Конец апреля, утро, Миусский лиман.
Над лиманом – дача.
На даче мне следует провести строительные замеры и просчитать террасу над
обрывом.
Хозяев нет, лишь двое рабочих по саду, моих давних знакомых, лениво дёргают
сурепку.
 - Бог помощь, «сурепщики»! – Здороваюсь я приостанавливаясь.
 - Здоровеньки буллы! – Они ехидно, двумя пальцами приподняли картузы.
 - А как сурепка, господа садоводы, поспела? Минздрав не предупреждает?
«Садоводы» оживились:
- Минздрав? Шепчет...
- А шепчет хоть внятно?
- Рекомендует. По утрам после выходных, строителям – самый раз. Как витамин.
Обрадовался один.
- Эге ж, для тонуса поднятия. – Подтянулся второй.
- За базар отвечаешь?
- Ну!
И они задвигались, было, быстрее, но, уразумев, что я к ним сейчас отношения – ну никакого, перешли на привычное полусонное подёргивание.
Окончив замеры, я устроился на штабельке старых досок за банькой и принялся за расчёты. Рядом вертится соседский кобелёк Кубик, существо кубического сложения и кудрявой лохматости. У него красивая любопытная морда и карие нагловатые глаза.
Я достаю кусок недоеденной колбасы, Кубик ловит его на лету, проглатывает в два приёма и исчезает.
От заборчика на краю обрыва донеслись голоса. Это два «садовода» с охапками сурепки подошли к обрыву. Сбросив охапки вниз, они огляделись:
- А что строитель? Не найти?
- А ушёл, наверное. По своим строительным делам. Оч-чень важным.
- А след по траве?
- А он вместе со следом. 
- Значит – стэлс.
И они, уважительно глянув друг на друга, замерли в созерцании окрестностей.
Под обрывом стена густо-зелёного молодого камыша, где, как говорят, водятся фазаны и дикие кабаны, за камышом – слепящее зеркало лимана, невидимый Миус. За ним во весь горизонт крутой правый берег в садах и хуторах исчезающий в далёкой маревой полоске моря.
Над краем обрыва нависают ветки ореха с разлапистыми молодыми листьями, под ними прозрачная апрельская тень, тишина, редкий посвист птиц.
- Лепота! – Мечтательно донеслось от ограды.
- Эге. Лягушки крякают...
- Рыбак бредёт, с удочкой. Вон, по лиману. Наверное, уловит кого...
- А как ты думаешь, что это он лёг на средине, где по колено?
- А я так думаю, что на спящую рыбу наступил. Оч-чень скользкую.
- Лепота! А рыба?
- Молчит, терпит, а то бы вытащил.
- А как же он вытащит, коли удочка? Не-е-т, он – только на удочку...
- Ну что, пойдём дальше сурепку дёргать?
- Эге ж... Где бы Жучку добыть? Бабки и внучки... - Он широко развёл руки, как бы пытаясь объять необъятное. – А вот жучек...
- А может Кубика наймём? Через взятку – что пожрать?
- Кубика? Нет, Кубика нельзя, во-первых – кобель, а во вторых – хозяин половину сурепки – р-р-раз!, и конфискует за амортизацию, кобеля то есть.
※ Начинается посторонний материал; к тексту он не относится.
//! AXIOME demo site library
//!
//! The image submission workflow, its analyzers and image store, and the
//! server-rendered marketing page that hosts it.

pub mod config;
pub mod controller;
pub mod core;
pub mod error;
pub mod services;
pub mod site_impl;
pub mod traits;
pub mod types;
pub mod web;

// Re-export main types
pub use config::{SiteArgs, SiteConfig};
pub use controller::WorkflowController;
pub use error::{ANALYSIS_FAILED_MESSAGE, AnalysisFailed, SiteError, SiteResult};
pub use site_impl::Site;
pub use types::{ImageHandle, StoredImage};

// Re-export trait definitions
pub use traits::{AnalyzeOperation, ImageStore};

// Re-export service implementations
pub use services::{HttpAnalyzer, InMemoryImageStore, SimulatedAnalyzer};
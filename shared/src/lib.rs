//! Shared types for the AXIOME demo site
//!
//! Holds the process identity used by logging, the opaque `Locator`
//! reference handed to the presentation layer, and the shared error type.

pub mod errors;
pub mod logging;
pub mod types;

pub use errors::*;
pub use types::*;
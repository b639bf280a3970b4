//! In-memory image store
//!
//! Plays the part of the browser's object URLs: uploaded bytes are kept in
//! memory and served under `/images/<id>` until released.

use async_trait::async_trait;
use shared::{Locator, ProcessId};
use std::collections::HashMap;
use std::sync::Arc;
use tokio::sync::RwLock;
use uuid::Uuid;

use crate::traits::ImageStore;
use crate::types::{ImageHandle, StoredImage};

#[derive(Clone, Default)]
pub struct InMemoryImageStore {
    images: Arc<RwLock<HashMap<Uuid, StoredImage>>>,
}

impl InMemoryImageStore {
    pub fn new() -> Self {
        Self::default()
    }
}

#[async_trait]
impl ImageStore for InMemoryImageStore {
    async fn insert(&self, handle: ImageHandle) -> StoredImage {
        let id = handle.content_id();
        let stored = StoredImage {
            locator: Locator::for_image(id),
            content_type: handle.content_type,
            bytes: handle.bytes,
        };

        self.images.write().await.insert(id, stored.clone());
        shared::process_debug!(ProcessId::current(), "🖼️ Holding image {} ({} bytes)", stored.locator, stored.len());

        stored
    }

    async fn get(&self, locator: &Locator) -> Option<StoredImage> {
        let id = locator.image_id()?;
        self.images.read().await.get(&id).cloned()
    }

    async fn release(&self, locator: &Locator) -> bool {
        let Some(id) = locator.image_id() else {
            return false;
        };

        let released = self.images.write().await.remove(&id).is_some();
        if released {
            shared::process_debug!(ProcessId::current(), "🧹 Released image {}", locator);
        }
        released
    }

    async fn held_count(&self) -> usize {
        self.images.read().await.len()
    }
}
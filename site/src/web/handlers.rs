//! HTTP handlers
//!
//! Form endpoints for the rendered page, a JSON mirror of the same intents,
//! and the image endpoint that backs image locators.

use axum::{
    Json,
    body::Bytes,
    extract::{Multipart, Path, Query, State},
    http::{HeaderMap, StatusCode, header},
    response::{IntoResponse, Redirect, Response},
};
use maud::Markup;
use serde::Deserialize;
use serde_json::{Value, json};
use shared::ProcessId;
use uuid::Uuid;

use crate::core::{DemoView, Locale};
use crate::error::{SiteError, SiteResult};
use crate::site_impl::Site;
use crate::traits::{AnalyzeOperation, ImageStore};
use crate::types::ImageHandle;
use crate::web::page::{demo_url, render_page};

/// Multipart field carrying the chosen file
pub const IMAGE_FIELD: &str = "image";

#[derive(Debug, Default, Deserialize)]
pub struct LangQuery {
    pub lang: Option<String>,
}

impl LangQuery {
    fn locale(&self, default: Locale) -> Locale {
        Locale::parse_or(self.lang.as_deref(), default)
    }
}

/// Render the full page
pub async fn page<A, S>(State(site): State<Site<A, S>>, Query(query): Query<LangQuery>) -> Markup
where
    A: AnalyzeOperation + 'static,
    S: ImageStore + 'static,
{
    let locale = query.locale(site.default_locale());
    render_page(&site.controller().view().await, locale)
}

/// File chosen from the page's upload form
pub async fn select_image_form<A, S>(
    State(site): State<Site<A, S>>,
    Query(query): Query<LangQuery>,
    mut multipart: Multipart,
) -> SiteResult<Redirect>
where
    A: AnalyzeOperation + 'static,
    S: ImageStore + 'static,
{
    let mut handle = None;

    while let Some(field) = multipart
        .next_field()
        .await
        .map_err(|e| SiteError::invalid_upload(e.to_string()))?
    {
        if field.name() != Some(IMAGE_FIELD) {
            continue;
        }

        let content_type = field.content_type().unwrap_or("application/octet-stream").to_string();
        let file_name = field.file_name().map(str::to_string);
        let bytes = field
            .bytes()
            .await
            .map_err(|e| SiteError::invalid_upload(e.to_string()))?;

        let mut image = ImageHandle::new(bytes, content_type);
        if let Some(file_name) = file_name.filter(|name| !name.is_empty()) {
            image = image.with_file_name(file_name);
        }
        handle = Some(image);
        break;
    }

    site.controller().select_image(handle).await;
    Ok(Redirect::to(&demo_url(query.locale(site.default_locale()))))
}

/// Analyze clicked on the page
pub async fn submit_form<A, S>(State(site): State<Site<A, S>>, Query(query): Query<LangQuery>) -> Redirect
where
    A: AnalyzeOperation + 'static,
    S: ImageStore + 'static,
{
    // Rejected submits are silent: the button was rendered disabled
    let _ = site.controller().start_submit().await;
    Redirect::to(&demo_url(query.locale(site.default_locale())))
}

/// Current demo view as JSON
pub async fn demo_view<A, S>(State(site): State<Site<A, S>>) -> Json<DemoView>
where
    A: AnalyzeOperation + 'static,
    S: ImageStore + 'static,
{
    Json(site.controller().view().await)
}

/// Select an image from a raw request body; an empty body counts as a cancelled picker
pub async fn select_image_raw<A, S>(State(site): State<Site<A, S>>, headers: HeaderMap, body: Bytes) -> Json<DemoView>
where
    A: AnalyzeOperation + 'static,
    S: ImageStore + 'static,
{
    let content_type = headers
        .get(header::CONTENT_TYPE)
        .and_then(|value| value.to_str().ok())
        .unwrap_or("application/octet-stream");

    let handle = (!body.is_empty()).then(|| ImageHandle::new(body, content_type));
    Json(site.controller().select_image(handle).await)
}

/// Start an analysis: 202 when started, 409 when the precondition rejects it
pub async fn submit_api<A, S>(State(site): State<Site<A, S>>) -> (StatusCode, Json<DemoView>)
where
    A: AnalyzeOperation + 'static,
    S: ImageStore + 'static,
{
    let status = match site.controller().start_submit().await {
        Some(_) => StatusCode::ACCEPTED,
        None => StatusCode::CONFLICT,
    };
    (status, Json(site.controller().view().await))
}

/// Bytes behind an image locator
pub async fn serve_image<A, S>(State(site): State<Site<A, S>>, Path(id): Path<Uuid>) -> SiteResult<Response>
where
    A: AnalyzeOperation + 'static,
    S: ImageStore + 'static,
{
    let image = site.controller().image(id).await.ok_or_else(|| {
        shared::process_debug!(ProcessId::current(), "Image {} requested but not held", id);
        SiteError::ImageNotFound { id: id.to_string() }
    })?;

    Ok((
        [
            (header::CONTENT_TYPE, image.content_type.clone()),
            (header::CACHE_CONTROL, "no-store".to_string()),
        ],
        image.bytes,
    )
        .into_response())
}

/// Health check endpoint
pub async fn health<A, S>(State(site): State<Site<A, S>>) -> Json<Value>
where
    A: AnalyzeOperation + 'static,
    S: ImageStore + 'static,
{
    let controller = site.controller();
    let phase = controller.view().await.phase;
    let held_images = controller.store().held_count().await;

    Json(json!({
        "status": "healthy",
        "analyzer": controller.analyzer().name(),
        "phase": phase,
        "held_images": held_images,
        "version": env!("CARGO_PKG_VERSION"),
    }))
}
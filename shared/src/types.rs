//! Core shared types and identifiers

use serde::{Deserialize, Serialize};
use std::fmt;
use std::sync::OnceLock;
use uuid::Uuid;

use crate::errors::{SharedError, SharedResult};

/// Global process ID - initialized once per binary
static PROCESS_ID: OnceLock<ProcessId> = OnceLock::new();

/// Process identifier attached to every log line
#[derive(Debug, Clone, PartialEq, Eq, Hash, Default, Serialize, Deserialize)]
pub enum ProcessId {
    /// The `site` binary serving the page
    Site,
    /// Library use without a binary (tests, embedding)
    #[default]
    Embedded,
}

impl ProcessId {
    /// Initialize the global process ID for the site binary
    pub fn init_site() -> &'static ProcessId {
        PROCESS_ID.get_or_init(|| ProcessId::Site)
    }

    /// Get the global process ID, falling back to `Embedded` when no binary set it
    pub fn current() -> &'static ProcessId {
        PROCESS_ID.get_or_init(ProcessId::default)
    }
}

impl fmt::Display for ProcessId {
    fn fmt(&self, f: &mut fmt::Formatter<'_>) -> fmt::Result {
        match self {
            ProcessId::Site => write!(f, "site"),
            ProcessId::Embedded => write!(f, "embedded"),
        }
    }
}

/// Opaque, renderable reference to binary data (an uploaded image or an
/// analysis result). Never the data itself.
#[derive(Debug, Clone, PartialEq, Eq, Hash, Serialize, Deserialize)]
#[serde(transparent)]
pub struct Locator(String);

impl Locator {
    /// Path prefix under which held images are served
    pub const IMAGE_PREFIX: &'static str = "/images/";

    pub fn new(value: impl Into<String>) -> SharedResult<Self> {
        let value = value.into();
        if value.trim().is_empty() {
            return Err(SharedError::InvalidLocator { input: value });
        }
        Ok(Self(value))
    }

    /// Locator for an image held by this process
    pub fn for_image(id: Uuid) -> Self {
        Self(format!("{}{}", Self::IMAGE_PREFIX, id))
    }

    /// Image id when this locator points at a locally held image
    pub fn image_id(&self) -> Option<Uuid> {
        self.0
            .strip_prefix(Self::IMAGE_PREFIX)
            .and_then(|id| Uuid::parse_str(id).ok())
    }

    pub fn as_str(&self) -> &str {
        &self.0
    }
}

impl fmt::Display for Locator {
    fn fmt(&self, f: &mut fmt::Formatter<'_>) -> fmt::Result {
        f.write_str(&self.0)
    }
}

impl AsRef<str> for Locator {
    fn as_ref(&self) -> &str {
        &self.0
    }
}
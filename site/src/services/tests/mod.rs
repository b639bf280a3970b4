//! Service tests for the site
//!
//! Covers the image store and both analyzer implementations.

pub mod helpers;
pub mod image_store;
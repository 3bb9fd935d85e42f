use crate::error::{Error, Result};

/// Reads bits, most significant first, from a destuffed entropy-coded segment.
pub struct BitReader {
    data: Vec<u8>,
    pub(crate) bit_cur: usize,
    pub(crate) byte_cur: usize,
}

impl BitReader {
    pub fn new(data: Vec<u8>) -> Self {
        BitReader {
            data,
            bit_cur: 0,
            byte_cur: 0,
        }
    }

    pub fn read_bit(&mut self) -> Result<u8> {
        let byte = *self.data.get(self.byte_cur).ok_or(Error::TruncatedStream)?;
        let bit = (byte >> (7 - self.bit_cur)) & 1;

        self.bit_cur += 1;
        if self.bit_cur == 8 {
            self.bit_cur = 0;
            self.byte_cur += 1;
        }

        Ok(bit)
    }

    pub fn read_bits(&mut self, n: u8) -> Result<u32> {
        debug_assert!(n <= 32);

        let mut value = 0u32;
        for _ in 0..n {
            value = (value << 1) | self.read_bit()? as u32;
        }

        Ok(value)
    }

    pub fn total_bits_read(&self) -> usize {
        self.byte_cur * 8 + self.bit_cur
    }

    pub fn len(&self) -> usize {
        self.data.len()
    }

    pub fn is_empty(&self) -> bool {
        self.data.is_empty()
    }
}

#[cfg(test)]
mod tests {
    use super::*;
    use anyhow::Result;

    #[test]
    fn test_read_bit() -> Result<()> {
        let test_cases = vec![
            (4, vec![0, 0, 0, 0, 0, 1, 0, 0]),
            (21, vec![0, 0, 0, 1, 0, 1, 0, 1]),
            (69, vec![0, 1, 0, 0, 0, 1, 0, 1]),
        ];

        for (num, expected) in test_cases {
            let mut bit_reader = BitReader::new(vec![num]);

            let got = (0..8)
                .map(|_| bit_reader.read_bit())
                .collect::<Result<Vec<_>, _>>()?;

            assert_eq!(got, expected)
        }

        Ok(())
    }

    #[test]
    fn test_read_bits_spans_bytes() -> Result<()> {
        let mut bit_reader = BitReader::new(vec![4, 21, 69]);

        assert_eq!(bit_reader.read_bits(5)?, 0b00000);
        assert_eq!(bit_reader.read_bits(6)?, 0b100000);
        assert_eq!(bit_reader.read_bits(13)?, 0b1_0101_0100_0101);
        assert_eq!(bit_reader.total_bits_read(), 24);

        Ok(())
    }

    #[test]
    fn test_read_zero_bits() -> Result<()> {
        let mut bit_reader = BitReader::new(vec![0xFF]);

        assert_eq!(bit_reader.read_bits(0)?, 0);
        assert_eq!(bit_reader.total_bits_read(), 0);

        let mut empty = BitReader::new(vec![]);
        assert_eq!(empty.read_bits(0)?, 0);

        Ok(())
    }

    #[test]
    fn test_read_past_end() -> Result<()> {
        let mut bit_reader = BitReader::new(vec![0xA5]);

        assert_eq!(bit_reader.read_bits(8)?, 0xA5);
        assert_eq!(bit_reader.read_bit(), Err(Error::TruncatedStream));

        let mut bit_reader = BitReader::new(vec![0xA5]);
        assert_eq!(bit_reader.read_bits(9), Err(Error::TruncatedStream));

        Ok(())
    }
}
- Да, накладно. Всё таки – Кубик, вот если бы Шарик... К тому ж – кобель.И хозяин...
- Пойдём-пойдём! Вон сурепка уже в рост выгнала.
- В рост – это да! А так – лепота!
И они направились в глубь сада.
Кое как досчитав, я через соседнюю дачу пробрался на тесную поселковую улочку.
Глубокое чистое небо, жаворонки, мягкое солнце, пересвист птиц. Через заборчики – ветки в белом, в шмелином гуде.
Я направляюсь по краю изумрудно-зелёного пшеничного поля к остановке автобуса на Таганрог.
   А вокруг — лепота.

                ЯБЛОЧНЫЙ  ПЁС



Августовский вечер.
Я иду по стихийному базарчику, их много развелось в нашем городе за последнее время.
Наступил час вечерней тишины, обычный перед последними отсветами уже невидимого
солнца. Всё как бы примолкло, хотя и разговоры, и звуки, но они из прошлого, из ушедшего дня.
Предо мной горкой помидоры, зелень, вяленая рыба. Рядом – степнячка, женщина средних лет, торгует яблоками. Возле примостилась девочка лет девяти. Девчонка изредка неосознанно прислоняется к боку матери. Подходит молодой пёс. Громадные уши в разброс, хвост – палкой, рыжеватая с подпалинами шерсть гладко блестит, но рёбра наружу – все. Остановился, вытянул морду, левое ухо отклонилось, правое – вертикально и внимательно, почти человечески, посмотрел на девчонку.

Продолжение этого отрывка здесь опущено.